We respond to our people: PEN Ukraine Executive Board statement regarding common events with Russian participants
We, the Executive Board of PEN Ukraine, would like to reiterate our position with regard to cultural events including Ukrainians and Russians.
Our position since the start of Russia’s full-scale invasion of Ukraine is to avoid participating in events under the same umbrella as representatives of Russia.
Our position is not related to our judgment toward specific individuals, their political views, or their actions.
As the war goes on, with countless displays of Russian cruelty and cynicism, we find it immoral and contrary to our values to imagine that writers or cultural figures from Ukraine and Russia can take part in the same event or share a platform. Doing so would create the illusion of openness to a "dialogue" between representatives of Ukraine and Russia before the Russian regime is defeated, its war criminals are brought to justice, and Russia faces the consequences of all the crimes it has committed in Ukraine.
For us, the driving principle here is that of responsibility. As the Jewish-French philosopher Emmanuel Levinas, who spent a few years of his childhood in Kharkiv would put it, responsibility emerges from our response. To whom do we, the Ukrainian cultural community, respond in our actions today? For us the answer is clear: we respond to our people.
We respond to the Ukrainians who were killed in Mariupol, Maryinka, Bakhmut and all other Ukrainian cities and villages which were razed to the ground by the Russian army.
We respond to the families who were trying to flee from Bucha or Hostomel only to be shot dead by Russian soldiers.
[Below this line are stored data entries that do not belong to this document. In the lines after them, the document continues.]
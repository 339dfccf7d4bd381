// Licensed to the Apache Software Foundation (ASF) under one
// or more contributor license agreements.  See the NOTICE file
// distributed with this work for additional information
// regarding copyright ownership.  The ASF licenses this file
// to you under the Apache License, Version 2.0 (the
// "License"); you may not use this file except in compliance
// with the License.  You may obtain a copy of the License at
//
//   http://www.apache.org/licenses/LICENSE-2.0
//
// Unless required by applicable law or agreed to in writing,
// software distributed under the License is distributed on an
// "AS IS" BASIS, WITHOUT WARRANTIES OR CONDITIONS OF ANY
// KIND, either express or implied.  See the License for the
// specific language governing permissions and limitations
// under the License.

//! First-class idempotency records
//!
//! A write carrying an `Idempotency-Key` is at-most-once within its
//! `(tenant, project, method, path, idem_key)` scope. Concurrent
//! identical POSTs race to insert the record; the loser reads the
//! winner's snapshot and replays it byte-for-byte. A divergent request
//! hash under the same key is a conflict, never a replay.

use chrono::{DateTime, Duration, Utc};
use serde::{Deserialize, Serialize};
use sha2::{Digest, Sha256};
use std::sync::Arc;
use uuid::Uuid;

use crate::error::{PlaneError, Result};
use crate::state::backend::{Keyspace, StateBackend};
use crate::state::{decode_row, encode_row};

/// Scope key of one idempotent write.
#[derive(Debug, Clone, PartialEq, Eq, Hash)]
pub struct IdempotencyScope {
    pub tenant_id: Uuid,
    pub project_id: Uuid,
    pub method: String,
    pub path: String,
    pub idem_key: String,
}

impl IdempotencyScope {
    pub fn storage_key(&self) -> String {
        format!(
            "{}/{}/{}|{}|{}",
            self.tenant_id, self.project_id, self.method, self.path, self.idem_key
        )
    }
}

/// SHA-256 of the raw request body, hex encoded.
pub fn request_hash(body: &[u8]) -> String {
    let mut hasher = Sha256::new();
    hasher.update(body);
    let digest = hasher.finalize();
    let mut out = String::with_capacity(64);
    for byte in digest {
        out.push_str(&format!("{byte:02x}"));
    }
    out
}

/// Serialized snapshot of the winning response.
#[derive(Debug, Clone, PartialEq, Eq, Serialize, Deserialize)]
pub struct ResponseSnapshot {
    pub status_code: u16,
    pub response_headers: Vec<(String, String)>,
    pub response_body: String,
}

#[derive(Debug, Clone, Serialize, Deserialize)]
pub struct IdempotencyRecord {
    pub request_hash: String,
    /// `None` while the owning request is still executing.
    pub response: Option<ResponseSnapshot>,
    pub expires_at: DateTime<Utc>,
}

/// What `begin` decided for this request.
#[derive(Debug)]
pub enum IdempotencyOutcome {
    /// This request owns the key and must call `complete` when done.
    Owner,
    /// A matching prior request finished; replay its snapshot.
    Replay(ResponseSnapshot),
    /// A matching prior request is still executing.
    InFlight,
}

#[derive(Clone)]
pub struct IdempotencyStore {
    backend: Arc<dyn StateBackend>,
}

impl IdempotencyStore {
    pub fn new(backend: Arc<dyn StateBackend>) -> Self {
        Self { backend }
    }

    /// Claim the scope or resolve it against the existing record.
    /// Expired records are treated as absent.
    pub async fn begin(
        &self,
        scope: &IdempotencyScope,
        request_hash: &str,
        ttl: Duration,
    ) -> Result<IdempotencyOutcome> {
        let key = scope.storage_key();
        let placeholder = IdempotencyRecord {
            request_hash: request_hash.to_owned(),
            response: None,
            expires_at: Utc::now() + ttl,
        };

        loop {
            let existing = self.backend.get(Keyspace::IdempotencyKeys, &key).await?;
            match existing {
                None => {
                    let claimed = self
                        .backend
                        .compare_and_swap(
                            Keyspace::IdempotencyKeys,
                            &key,
                            None,
                            Some(encode_row(&placeholder)?),
                        )
                        .await?;
                    if claimed {
                        return Ok(IdempotencyOutcome::Owner);
                    }
                    // lost the insert race; resolve against the winner
                    continue;
                }
                Some(bytes) => {
                    let record: IdempotencyRecord = decode_row(&bytes)?;
                    if record.expires_at <= Utc::now() {
                        // expired; try to take its place
                        let claimed = self
                            .backend
                            .compare_and_swap(
                                Keyspace::IdempotencyKeys,
                                &key,
                                Some(bytes.as_slice()),
                                Some(encode_row(&placeholder)?),
                            )
                            .await?;
                        if claimed {
                            return Ok(IdempotencyOutcome::Owner);
                        }
                        continue;
                    }
                    if record.request_hash != request_hash {
                        return Err(PlaneError::IdempotencyConflict(format!(
                            "key '{}' was first used with a different request body",
                            scope.idem_key
                        )));
                    }
                    return Ok(match record.response {
                        Some(snapshot) => IdempotencyOutcome::Replay(snapshot),
                        None => IdempotencyOutcome::InFlight,
                    });
                }
            }
        }
    }

    /// Store the owner's response snapshot for future replays.
    pub async fn complete(
        &self,
        scope: &IdempotencyScope,
        request_hash: &str,
        snapshot: ResponseSnapshot,
        ttl: Duration,
    ) -> Result<()> {
        let record = IdempotencyRecord {
            request_hash: request_hash.to_owned(),
            response: Some(snapshot),
            expires_at: Utc::now() + ttl,
        };
        self.backend
            .put(
                Keyspace::IdempotencyKeys,
                scope.storage_key(),
                encode_row(&record)?,
            )
            .await
    }

    /// Release a claimed scope after the owning request failed before
    /// producing a replayable response.
    pub async fn release(&self, scope: &IdempotencyScope) -> Result<()> {
        self.backend
            .delete(Keyspace::IdempotencyKeys, &scope.storage_key())
            .await
    }

    /// Delete expired records. Returns how many were removed.
    pub async fn sweep_expired(&self, now: DateTime<Utc>) -> Result<usize> {
        let rows = self.backend.scan(Keyspace::IdempotencyKeys).await?;
        let mut removed = 0;
        for (key, bytes) in rows {
            let record: IdempotencyRecord = decode_row(&bytes)?;
            if record.expires_at <= now {
                // conditional so a concurrent refresh is not lost
                if self
                    .backend
                    .compare_and_swap(
                        Keyspace::IdempotencyKeys,
                        &key,
                        Some(bytes.as_slice()),
                        None,
                    )
                    .await?
                {
                    removed += 1;
                }
            }
        }
        Ok(removed)
    }
}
We respond to the residents of the two five-story buildings in Izyum who, despite seeking shelter in basements, were killed by Russian bombs. Their bodies lied under the rubble for almost a month before they were buried in a mass grave in a forest.
We respond to the eight-year-old girl in the village of Bezruky who was killed outside her house while reading a book, and to more than 500 Ukrainian children like her.
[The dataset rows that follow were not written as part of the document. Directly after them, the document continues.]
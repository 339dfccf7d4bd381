// Licensed to the Apache Software Foundation (ASF) under one
// or more contributor license agreements.  See the NOTICE file
// distributed with this work for additional information
// regarding copyright ownership.  The ASF licenses this file
// to you under the Apache License, Version 2.0 (the
// "License"); you may not use this file except in compliance
// with the License.  You may obtain a copy of the License at
//
//   http://www.apache.org/licenses/LICENSE-2.0
//
// Unless required by applicable law or agreed to in writing,
// software distributed under the License is distributed on an
// "AS IS" BASIS, WITHOUT WARRANTIES OR CONDITIONS OF ANY
// KIND, either express or implied.  See the License for the
// specific language governing permissions and limitations
// under the License.

pub mod memory;
#[cfg(feature = "sled")]
pub mod sled;

use async_trait::async_trait;

use crate::error::Result;

/// The durable tables of the control plane. Each keyspace is an
/// independent ordered map of `String` key to serialized row bytes.
#[derive(Debug, Clone, Copy, Eq, PartialEq, Hash)]
pub enum Keyspace {
    GpuJobs,
    TenantGpuPolicies,
    IdempotencyKeys,
    Endpoints,
    UsageLedger,
    Meta,
}

impl Keyspace {
    pub fn as_str(&self) -> &'static str {
        match self {
            Keyspace::GpuJobs => "gpu_jobs",
            Keyspace::TenantGpuPolicies => "tenant_gpu_policies",
            Keyspace::IdempotencyKeys => "idempotency_keys",
            Keyspace::Endpoints => "endpoints",
            Keyspace::UsageLedger => "usage_ledger",
            Keyspace::Meta => "meta",
        }
    }

    pub fn all() -> &'static [Keyspace] {
        &[
            Keyspace::GpuJobs,
            Keyspace::TenantGpuPolicies,
            Keyspace::IdempotencyKeys,
            Keyspace::Endpoints,
            Keyspace::UsageLedger,
            Keyspace::Meta,
        ]
    }
}

/// A key/value interface for persisting control plane state, with the one
/// primitive all state transitions rely on: a row-level conditional
/// update (`compare_and_swap`).
///
/// Every component treats the backend as the source of truth; in-process
/// caches are never authoritative. Multiple scheduler replicas are safe
/// because the `QUEUED -> DISPATCHED` transition is serialized here.
#[async_trait]
pub trait StateBackend: Send + Sync {
    /// Prepare the backend for use (open trees, warm caches). Called once
    /// at boot before migrations run.
    async fn init(&self) -> Result<()>;

    /// Retrieve the row stored under `key`, or `None` if absent.
    async fn get(&self, keyspace: Keyspace, key: &str) -> Result<Option<Vec<u8>>>;

    /// Retrieve all rows in a keyspace in key order.
    async fn scan(&self, keyspace: Keyspace) -> Result<Vec<(String, Vec<u8>)>>;

    /// Retrieve all rows whose key starts with `prefix`, in key order.
    async fn scan_prefix(
        &self,
        keyspace: Keyspace,
        prefix: &str,
    ) -> Result<Vec<(String, Vec<u8>)>>;

    /// Save `value` under `key`, overwriting any previous row.
    async fn put(&self, keyspace: Keyspace, key: String, value: Vec<u8>) -> Result<()>;

    /// Atomic conditional update. The swap is applied only if the current
    /// row bytes equal `expected` (`None` meaning the key must be
    /// absent); `new = None` deletes the row. Returns whether the swap
    /// was applied. A `false` return is the "zero rows affected" signal:
    /// another writer won the race and the caller must re-read.
    async fn compare_and_swap(
        &self,
        keyspace: Keyspace,
        key: &str,
        expected: Option<&[u8]>,
        new: Option<Vec<u8>>,
    ) -> Result<bool>;

    /// Permanently delete a row.
    async fn delete(&self, keyspace: Keyspace, key: &str) -> Result<()>;
}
We respond to our friends – from painters and cinema makers to engineers and university teachers – who lost their lives after volunteering to go to the front line and defend their children, their country, and our freedom.
We respond to the thousands of people who died along with their dreams and hopes for the future. Each of them has a name. We know so many of those names.
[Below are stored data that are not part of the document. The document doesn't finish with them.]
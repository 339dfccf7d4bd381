// Licensed to the Apache Software Foundation (ASF) under one
// or more contributor license agreements.  See the NOTICE file
// distributed with this work for additional information
// regarding copyright ownership.  The ASF licenses this file
// to you under the Apache License, Version 2.0 (the
// "License"); you may not use this file except in compliance
// with the License.  You may obtain a copy of the License at
//
//   http://www.apache.org/licenses/LICENSE-2.0
//
// Unless required by applicable law or agreed to in writing,
// software distributed under the License is distributed on an
// "AS IS" BASIS, WITHOUT WARRANTIES OR CONDITIONS OF ANY
// KIND, either express or implied.  See the License for the
// specific language governing permissions and limitations
// under the License.

//! Tenancy context extraction
//!
//! Identity arrives on trusted headers from the edge; this module only
//! validates shape, it does not verify identity.

use uuid::Uuid;

use crate::error::{PlaneError, Result};

pub const TENANT_HEADER: &str = "x-tenant-id";
pub const PROJECT_HEADER: &str = "x-project-id";
pub const USER_HEADER: &str = "x-user-id";
pub const ROLES_HEADER: &str = "x-roles";

#[derive(Debug, Clone)]
pub struct TenantContext {
    pub tenant_id: Uuid,
    pub project_id: Uuid,
    pub user_id: String,
    pub roles: Vec<String>,
}

impl TenantContext {
    /// Build a context from raw header values. All three identity
    /// headers are mandatory; roles are optional.
    pub fn from_headers(
        tenant: Option<&str>,
        project: Option<&str>,
        user: Option<&str>,
        roles: Option<&str>,
    ) -> Result<Self> {
        let tenant_id = parse_uuid_header(TENANT_HEADER, tenant)?;
        let project_id = parse_uuid_header(PROJECT_HEADER, project)?;
        let user_id = match user {
            Some(value) if !value.trim().is_empty() => value.trim().to_owned(),
            _ => {
                return Err(PlaneError::TenancyDenied(format!(
                    "missing {USER_HEADER} header"
                )))
            }
        };
        Ok(Self {
            tenant_id,
            project_id,
            user_id,
            roles: roles.map(parse_roles).unwrap_or_default(),
        })
    }

    pub fn has_role(&self, role: &str) -> bool {
        self.roles.iter().any(|r| r == role)
    }
}

fn parse_uuid_header(name: &str, value: Option<&str>) -> Result<Uuid> {
    match value {
        Some(raw) => Uuid::parse_str(raw.trim()).map_err(|_| {
            PlaneError::TenancyDenied(format!("{name} header is not a UUID"))
        }),
        None => Err(PlaneError::TenancyDenied(format!("missing {name} header"))),
    }
}

/// Roles are comma- or whitespace-separated.
pub fn parse_roles(raw: &str) -> Vec<String> {
    raw.split(|c: char| c == ',' || c.is_whitespace())
        .map(str::trim)
        .filter(|s| !s.is_empty())
        .map(str::to_owned)
        .collect()
}

/// Whether tenancy extraction is skipped for this request path.
pub fn is_exempt_path(path: &str, skip_prefixes: &[String]) -> bool {
    let trimmed = path.trim_start_matches('/');
    skip_prefixes
        .iter()
        .any(|prefix| trimmed.starts_with(prefix.trim_start_matches('/')))
}

/// The default exemptions: liveness and metrics scrapes.
pub fn default_skip_prefixes() -> Vec<String> {
    vec!["healthz".to_owned(), "metrics".to_owned()]
}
It is our belief that if we share the same cultural space with Russians during wartime it would be a betrayal to the memory of those who were senselessly killed by the Russian army. It would reflect a callous disregard for the suffering of those who were tortured or gravely injured, and a lack of empathy to those who lost their homes. We do not want to break the trust of those who are risking their lives on a daily basis by fighting on the front line. In short, it would be irresponsible, insensitive, and inhumane.
Sometimes, unfavorable remarks come our way regarding the stance we’ve taken. One Russian opposition leader said that he witnessed "outbursts of Nazism" among Ukrainians. One magazine misleadingly wrote about how "cruel" Ukrainians "blackmail" and "issue ultimatums."
Hearing this is outrageous. This war should not be reduced to a chess game or a series of cleverly-written articles in the press. It is about human lives – fragile, loving, warm, and irreplaceable human lives. Our responsibility to them, as well as our response to such situations, demands unwavering resolve.
As the leadership of PEN Ukraine, we believe that promoting any illusion of dialogue between Ukrainian and Russian authors at the same event is problematic and even immoral for as long Russian military attacks continue to claim the lives of Ukrainian civilians.
At the same time, we are a democratic organization, and we acknowledge that each of our members is free to determine his or her own stance on this.
We count on understanding from our partners. We call for transparency and openness in the planning of events involving Ukrainian participants. Ukrainian authors have a right to know whether Russian authors will be invited to specific events, and in which capacity. Last-minute changes should not be made to a program that goes against previous agreements, as it, unfortunately, happened during one such event. And the organizers should be aware of the fact that Ukrainian authors may find it infeasible to have any association with Russian authors.
Our position is driven by our responsibility towards our people. If it hurts someone else, this is deeply unfortunate. But ethics is always directed towards somebody. It is always a conversation – even if the people we talk to are no longer alive.